Transparent: An important property of water is also it's transparency, it allows sunlight
to pass through it so aquatic plants can photosynthesis and on a larger
scale. This allowed life on earth to begin, since life started in the oceans
with small organisms, which relied on sunlight for the reaction
photosynthesis to take place.
Cohesion and surface tension: Water molecules are highly cohesive because of the hydrogen bonds
between the molecules. Water forms spherical droplets, which have the
maximum inner area and least surface area when in contact with a
hydrophobic material. The cohesive properties of water allows plants to
pull up water through xylem vessels from the roots to the leaves, this is
called the transpiration stream. It also means that the water molecules
where the water meets the air will be tightly held together and the
water molecules below them to form an elastic film known as surface
tension. Small creatures can get stuck in the surface water because they
cannot break the water surface tension, creatures like pond skaters can
move across the surface of the water without sinking as they have
hydrophobic feet which stops them from breaking the surface tension.
Diagram of surface tension:
A pond skater standing on the surface of pond water. This was photographed
through an interferometer, which shows interference patterns made by a
pond skater as it walks on the water's surface. The surface tension of the
water means the pond skater never breaks through the surface.
Incompressibility: Because of water's strong hydrostatic forces water is incompressible. This
provides support for soft- bodied creatures such as worms slugs and
jellyfish, which therefore do not require a supporting skeletal system.
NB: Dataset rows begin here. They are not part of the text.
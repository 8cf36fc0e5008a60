//! Benchmarks for column renumbering and full-list persistence
//!
//! Every reorder renumbers the whole column and every mutation rewrites the
//! whole namespace, so both scale with column and board size.

use criterion::{black_box, criterion_group, criterion_main, BenchmarkId, Criterion};
use std::sync::Arc;
use taskboard_kanban::task::reorder::reorder_column;
use taskboard_kanban::{
    Board, DropPosition, NewTask, Task, TaskCollection, TaskId, TaskPersistence,
};
use taskboard_store::{MemoryBlobStore, MemoryScalarStore};
use tokio::runtime::Runtime;

fn column(size: usize) -> Vec<Task> {
    (0..size)
        .map(|i| {
            Task::new(format!("task {i}"), "todo")
                .with_id(format!("t{i}"))
                .with_priority(i as u32)
        })
        .collect()
}

/// Move the last task to the front, the worst case for renumbering
fn bench_reorder_column(c: &mut Criterion) {
    let mut group = c.benchmark_group("reorder_column");
    for size in [10usize, 100, 1000] {
        let tasks = column(size);
        let dragged = TaskId::from_string(format!("t{}", size - 1));
        let target = TaskId::from_string("t0");
        group.bench_with_input(BenchmarkId::from_parameter(size), &size, |b, _| {
            b.iter_batched(
                || tasks.clone(),
                |mut tasks| {
                    reorder_column(&mut tasks, &dragged, &target, DropPosition::Before)
                        .expect("reorder failed");
                    black_box(tasks)
                },
                criterion::BatchSize::SmallInput,
            )
        });
    }
    group.finish();
}

/// Add one task to a collection that already holds `size` tasks
fn bench_add_and_persist(c: &mut Criterion) {
    let rt = Runtime::new().unwrap();
    let mut group = c.benchmark_group("add_and_persist");
    group.sample_size(20);

    for size in [10usize, 100, 500] {
        group.bench_with_input(BenchmarkId::from_parameter(size), &size, |b, &size| {
            b.iter_batched(
                || {
                    rt.block_on(async {
                        let persistence = Arc::new(TaskPersistence::new(
                            Arc::new(MemoryBlobStore::new()),
                            Arc::new(MemoryScalarStore::new()),
                        ));
                        let mut collection =
                            TaskCollection::for_board(persistence, &Board::new("Bench")).await;
                        collection
                            .replace_all(column(size))
                            .await
                            .expect("seed failed");
                        collection
                    })
                },
                |mut collection| {
                    rt.block_on(async {
                        let task = collection
                            .create(NewTask::new("new", "todo"))
                            .expect("create failed");
                        collection.add(task).await.expect("add failed");
                        black_box(collection.len())
                    })
                },
                criterion::BatchSize::SmallInput,
            )
        });
    }
    group.finish();
}

criterion_group!(benches, bench_reorder_column, bench_add_and_persist);
criterion_main!(benches);
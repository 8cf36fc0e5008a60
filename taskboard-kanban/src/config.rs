//! Session configuration
//!
//! Layered with figment, later layers overriding earlier ones:
//! 1. Built-in defaults
//! 2. An optional TOML file
//! 3. `TASKBOARD_`-prefixed environment variables (`TASKBOARD_BACKEND=memory`)

use crate::error::{BoardError, Result};
use crate::task::{DateRange, SortMode};
use figment::providers::{Env, Format, Serialized, Toml};
use figment::Figment;
use serde::{Deserialize, Serialize};
use std::path::{Path, PathBuf};
use taskboard_store::Retention;
use tracing::debug;

/// Environment variable prefix for configuration overrides
pub const ENV_PREFIX: &str = "TASKBOARD_";

#[derive(Debug, Clone, Copy, PartialEq, Eq, Default, Serialize, Deserialize)]
#[serde(rename_all = "lowercase")]
pub enum Backend {
    /// Nothing outlives the process
    Memory,
    /// One file per key under `data_dir`
    #[default]
    File,
}

#[derive(Debug, Clone, PartialEq, Serialize, Deserialize)]
#[serde(default)]
pub struct BoardConfig {
    pub data_dir: PathBuf,
    pub backend: Backend,
    /// Scalar entries expire this long after their last write
    pub retention_days: i64,
    /// Per-value size limit for the scalar store
    pub max_scalar_bytes: Option<usize>,
    pub default_sort: SortMode,
    pub default_date_range: DateRange,
}

impl Default for BoardConfig {
    fn default() -> Self {
        Self {
            data_dir: PathBuf::from(".taskboard"),
            backend: Backend::File,
            retention_days: 365,
            max_scalar_bytes: None,
            default_sort: SortMode::default(),
            default_date_range: DateRange::default(),
        }
    }
}

impl BoardConfig {
    /// Defaults for a throwaway in-memory session
    pub fn in_memory() -> Self {
        Self {
            backend: Backend::Memory,
            ..Self::default()
        }
    }

    /// Defaults for a file-backed session rooted at `data_dir`
    pub fn at(data_dir: impl Into<PathBuf>) -> Self {
        Self {
            data_dir: data_dir.into(),
            ..Self::default()
        }
    }

    /// The figment the configuration is extracted from
    pub fn figment(path: Option<&Path>) -> Figment {
        let mut figment = Figment::from(Serialized::defaults(Self::default()));
        if let Some(path) = path {
            figment = figment.merge(Toml::file(path));
        }
        figment.merge(Env::prefixed(ENV_PREFIX))
    }

    /// Load defaults, then `path` if given, then the environment
    pub fn load(path: Option<&Path>) -> Result<Self> {
        let config: Self = Self::figment(path).extract()?;
        config.retention()?;
        debug!(backend = ?config.backend, data_dir = %config.data_dir.display(), "loaded configuration");
        Ok(config)
    }

    /// The scalar retention window; at least one day
    pub fn retention(&self) -> Result<Retention> {
        if self.retention_days < 1 {
            return Err(BoardError::invalid_value(
                "retention_days",
                format!("must be at least 1, got {}", self.retention_days),
            ));
        }
        Retention::try_days(self.retention_days).ok_or_else(|| {
            BoardError::invalid_value(
                "retention_days",
                format!("{} days is out of range", self.retention_days),
            )
        })
    }

    pub fn blob_dir(&self) -> PathBuf {
        self.data_dir.join("blobs")
    }

    pub fn scalar_dir(&self) -> PathBuf {
        self.data_dir.join("scalars")
    }
}
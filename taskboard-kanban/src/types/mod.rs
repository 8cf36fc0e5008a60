//! Core types for the task board

mod board;
mod ids;
mod payload;
mod task;

// Re-export all types
pub use board::{Board, Color, Column, Tag};
pub use ids::{
    AttachmentId, BoardId, ColumnId, CommentId, RuleId, SubtaskId, TaskId, TemplateId,
};
pub use task::{Attachment, AttachmentKind, Comment, Subtask, Task, TaskPriority};
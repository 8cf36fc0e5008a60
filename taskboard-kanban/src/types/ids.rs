//! Newtype identifiers
//!
//! Generated ids are ULIDs; ids loaded from storage or imported documents are
//! kept verbatim, so any string is accepted.

use serde::{Deserialize, Serialize};
use std::fmt;
use ulid::Ulid;

macro_rules! define_id {
    ($(#[$meta:meta])* $name:ident) => {
        $(#[$meta])*
        #[derive(Debug, Clone, PartialEq, Eq, Hash, PartialOrd, Ord, Serialize, Deserialize)]
        #[serde(transparent)]
        pub struct $name(String);

        impl $name {
            /// Generate a fresh id
            pub fn new() -> Self {
                Self(Ulid::new().to_string())
            }

            /// Wrap an existing id string
            pub fn from_string(s: impl Into<String>) -> Self {
                Self(s.into())
            }

            pub fn as_str(&self) -> &str {
                &self.0
            }
        }

        impl Default for $name {
            fn default() -> Self {
                Self::new()
            }
        }

        impl fmt::Display for $name {
            fn fmt(&self, f: &mut fmt::Formatter<'_>) -> fmt::Result {
                f.write_str(&self.0)
            }
        }

        impl AsRef<str> for $name {
            fn as_ref(&self) -> &str {
                &self.0
            }
        }

        impl From<&str> for $name {
            fn from(s: &str) -> Self {
                Self(s.to_string())
            }
        }

        impl From<String> for $name {
            fn from(s: String) -> Self {
                Self(s)
            }
        }

        impl PartialEq<str> for $name {
            fn eq(&self, other: &str) -> bool {
                self.0 == other
            }
        }

        impl PartialEq<&str> for $name {
            fn eq(&self, other: &&str) -> bool {
                self.0 == *other
            }
        }
    };
}

define_id!(
    /// Unique identifier for a task
    TaskId
);
define_id!(
    /// Unique identifier for a board
    BoardId
);
define_id!(
    /// Column (status) identifier, e.g. `todo`
    ColumnId
);
define_id!(SubtaskId);
define_id!(CommentId);
define_id!(AttachmentId);
define_id!(
    /// Unique identifier for a task template
    TemplateId
);
define_id!(
    /// Unique identifier for a recurrence rule
    RuleId
);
Water
allows cells filled with water to become turgid and due to its incompressibility
plants can support themselves.
Roles of water in the environment: Water is very important as an environment for living organisms to live in e.g.
fish, insects. Some organisms spend the whole of their life cycles in water and
are totally dependent on it (e.g. fish), whilst others are only dependent for part
of their life cycles, usually the reproductive phase e.g. amphibians, mosses.
Soft bodied creatures such as jellyfish are made of up to 96 % water. Water also
provides an environment for organisms to live in, 75% of the earth is covered in
water.
Conclusion: In conclusion water's unique properties make it perhaps the most biologically important
substance on the planet. No other substance shares similar properties to water and in the
way that one single molecule can possess such varied and essential characteristics.